Collected data entries

____________

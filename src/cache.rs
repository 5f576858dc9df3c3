//! Explicit read-through cache of request listings, keyed by owner
//!
//! Replaces the ambient client-side mirror of the store: entries exist
//! only for owners whose listing was read, and every mutation for an
//! owner drops that owner's entry so the next read goes back to the
//! store.
use std::collections::HashMap;
use std::sync::Mutex;

use crate::request::CdtRequest;

#[derive(Debug, Default)]
pub struct OwnerCache {
    entries: Mutex<HashMap<String, Vec<CdtRequest>>>,
}

impl OwnerCache {
    pub fn new() -> Self {
        Self::default()
    }

    pub fn get(&self, owner_id: &str) -> Option<Vec<CdtRequest>> {
        self.lock().get(owner_id).cloned()
    }

    pub fn store(&self, owner_id: &str, requests: Vec<CdtRequest>) {
        self.lock().insert(owner_id.to_string(), requests);
    }

    pub fn invalidate(&self, owner_id: &str) {
        self.lock().remove(owner_id);
    }

    pub fn clear(&self) {
        self.lock().clear();
    }

    fn lock(&self) -> std::sync::MutexGuard<'_, HashMap<String, Vec<CdtRequest>>> {
        self.entries.lock().unwrap_or_else(|poisoned| poisoned.into_inner())
    }
}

____________

TASK TO COMPLETE: The complete set of entries is to be restated word for word.

OUTPUT:
filename src/cache.rs
repository 5f576858dc9df3c3
//! Explicit read-through cache of request listings, keyed by owner
//!
//! Replaces the ambient client-side mirror of the store: entries exist
//! only for owners whose listing was read, and every mutation for an
//! owner drops that owner's entry so the next read goes back to the
//! store.
use std::collections::HashMap;
use std::sync::Mutex;

use crate::request::CdtRequest;

#[derive(Debug, Default)]
pub struct OwnerCache {
    entries: Mutex<HashMap<String, Vec<CdtRequest>>>,
}

impl OwnerCache {
    pub fn new() -> Self {
        Self::default()
    }

    pub fn get(&self, owner_id: &str) -> Option<Vec<CdtRequest>> {
        self.lock().get(owner_id).cloned()
    }

    pub fn store(&self, owner_id: &str, requests: Vec<CdtRequest>) {
        self.lock().insert(owner_id.to_string(), requests);
    }

    pub fn invalidate(&self, owner_id: &str) {
        self.lock().remove(owner_id);
    }

    pub fn clear(&self) {
        self.lock().clear();
    }

    fn lock(&self) -> std::sync::MutexGuard<'_, HashMap<String, Vec<CdtRequest>>> {
        self.entries.lock().unwrap_or_else(|poisoned| poisoned.into_inner())
    }
}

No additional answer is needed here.